I got into using this because whatever I tried, the installation didn’t change. But the problem was that i didn’t update the hash. Is this a bug in fetchFromGitLab or expected behavior? I needed to add a wrong hash first to get the new one. I would expect to that a rev/version change would lead to the error the wrong key triggers.
I don’t know in detail what happened with your experiment here, but rather than using a “garbage” hash I’d suggest using an empty string. Nix will then use sha256-AAAAAAAAAAAAAAAAAAAAAAA or whatever, which is much easier to spot as a garbage hash than a valid one.
what happened was that only changing version didn’t trigger any error.
Setting rev = "0.3.49"; just recompiled (not even sure about that) and wrote the old version into a new folder with the new rev/version name.

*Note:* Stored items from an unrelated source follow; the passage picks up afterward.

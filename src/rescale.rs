//! Cone rescaling of vertical angles and candela values
//!
//! The measured distribution is assumed to cover a hemisphere (180 degrees)
//! tangent to the emitting surface. Rescaling fits it into a narrower cone by
//! shrinking every sample's projection onto the equatorial plane by
//! `sin(cone / 2)`, keeping its projection onto the polar axis.

use lazy_static::lazy_static;
use tracing::debug;

use crate::{
    errors::{IesError, IesResult},
    profile::PhotometricProfile,
};

const DEG_TO_RAD: f32 = (std::f64::consts::PI / 180.0) as f32;
const RAD_TO_DEG: f32 = (180.0 / std::f64::consts::PI) as f32;

/// Samples this close to 90 degrees keep their angle
const HORIZONTAL_GUARD_DEGREES: f32 = 90.0 + 1.0;

lazy_static! {
    static ref HORIZONTAL_THRESHOLD: f32 = (HORIZONTAL_GUARD_DEGREES * DEG_TO_RAD).cos().abs();
}

/// What a rescale keeps constant
#[derive(Debug, Clone, Copy, PartialEq, Eq, Default)]
pub enum RescaleMode {
    /// Keep the polar projection of each sample and shorten it toward the
    /// axis. The outline keeps its shape; total intensity drops.
    #[default]
    PreserveShape,
    /// Rotate each sample toward the axis at its original magnitude. Total
    /// intensity is kept; the outline narrows into a teardrop.
    PreserveIntensity,
}

impl From<bool> for RescaleMode {
    fn from(preserve_intensity: bool) -> Self {
        if preserve_intensity {
            RescaleMode::PreserveIntensity
        } else {
            RescaleMode::PreserveShape
        }
    }
}

/// Horizontal scale factor for a cone angle in degrees
pub fn cone_scale(cone_angle: f32) -> f32 {
    (cone_angle * 0.5 * DEG_TO_RAD).sin()
}

/// Rescale one `(vertical angle, candela)` sample
///
/// Non-positive candelas are returned unchanged. Angles above 90 degrees are
/// mirrored into the lower hemisphere and mirrored back afterwards.
pub fn rescale_sample(vert_angle: f32, candela: f32, scale: f32, mode: RescaleMode) -> (f32, f32) {
    if candela <= 0.0 {
        return (vert_angle, candela);
    }

    let is_top_hemisphere = vert_angle > 90.0;
    let angle = if is_top_hemisphere {
        180.0 - vert_angle
    } else {
        vert_angle
    };
    let angle_rad = angle * DEG_TO_RAD;

    let projected_y = candela * angle_rad.cos();
    let projected_x = candela * angle_rad.sin();
    let scaled_x = projected_x * scale;

    // Near 90 degrees the polar projection vanishes; leaving those samples in
    // place also keeps double-sided emitters from opening a gap at the equator.
    let near_horizontal = angle_rad.cos().abs() <= *HORIZONTAL_THRESHOLD;

    let (scaled_angle, scaled_candela) = match mode {
        RescaleMode::PreserveShape => {
            let scaled_angle = if near_horizontal {
                angle
            } else {
                (scaled_x / projected_y).atan() * RAD_TO_DEG
            };
            let scaled_candela = projected_y.hypot(scaled_x);
            (scaled_angle, scaled_candela)
        },
        RescaleMode::PreserveIntensity => {
            if near_horizontal {
                (angle, scaled_x)
            } else {
                ((scaled_x / candela).asin() * RAD_TO_DEG, candela)
            }
        },
    };

    let scaled_angle = if is_top_hemisphere {
        180.0 - scaled_angle
    } else {
        scaled_angle
    };
    (scaled_angle, scaled_candela)
}

/// Rescale a profile into a cone of `cone_angle` degrees
///
/// Returns a new profile; `profile` is left untouched. 180 degrees is the
/// identity. Vertical angles are expected to lie in [0, 180]; the rescaled
/// angle depends only on the original angle and the cone, so every row with a
/// positive candela at a given index writes the same vertical angle.
pub fn rescale(
    profile: &PhotometricProfile,
    cone_angle: f32,
    mode: RescaleMode,
) -> IesResult<PhotometricProfile> {
    if !(0.0..=180.0).contains(&cone_angle) {
        return Err(IesError::InvalidRescaleAngle { angle: cone_angle });
    }
    profile.check_dimensions()?;

    let scale = cone_scale(cone_angle);
    debug_assert!((0.0..=1.0).contains(&scale), "invalid projected x scale");
    debug!(cone_angle, scale, ?mode, "rescaling profile");

    let mut scaled = profile.clone();
    let photo = &profile.photo;

    for (h, row) in photo.candelas.iter().enumerate() {
        for (v, &candela) in row.iter().enumerate() {
            if candela <= 0.0 {
                continue;
            }

            let (angle, value) = rescale_sample(photo.vert_angles[v], candela, scale, mode);
            scaled.photo.vert_angles[v] = angle;
            scaled.photo.candelas[h][v] = value;
        }
    }

    Ok(scaled)
}

impl PhotometricProfile {
    /// Rescale into a cone of `cone_angle` degrees, returning a new profile
    pub fn rescale(&self, cone_angle: f32, mode: RescaleMode) -> IesResult<PhotometricProfile> {
        rescale(self, cone_angle, mode)
    }
}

Yep! That’s expected. Nix uses the checksum to assert whether the input has changed, if the checksum doesn’t change obviously the input didn’t change so you can skip the download. If the user supplied a false checksum with their input that’s on them. See the nix pills section on the topic of fixed-output derivations. It’s how you get to download things in the otherwise pure build system, since normally external dependencies and side effects aren’t allowed.
I think in this case it will rebuild, because you updated the version in the derivation, so the derivation changed and it must rebuild in case there was an actual meaningful change. To my knowledge there are no intermediate build output caches.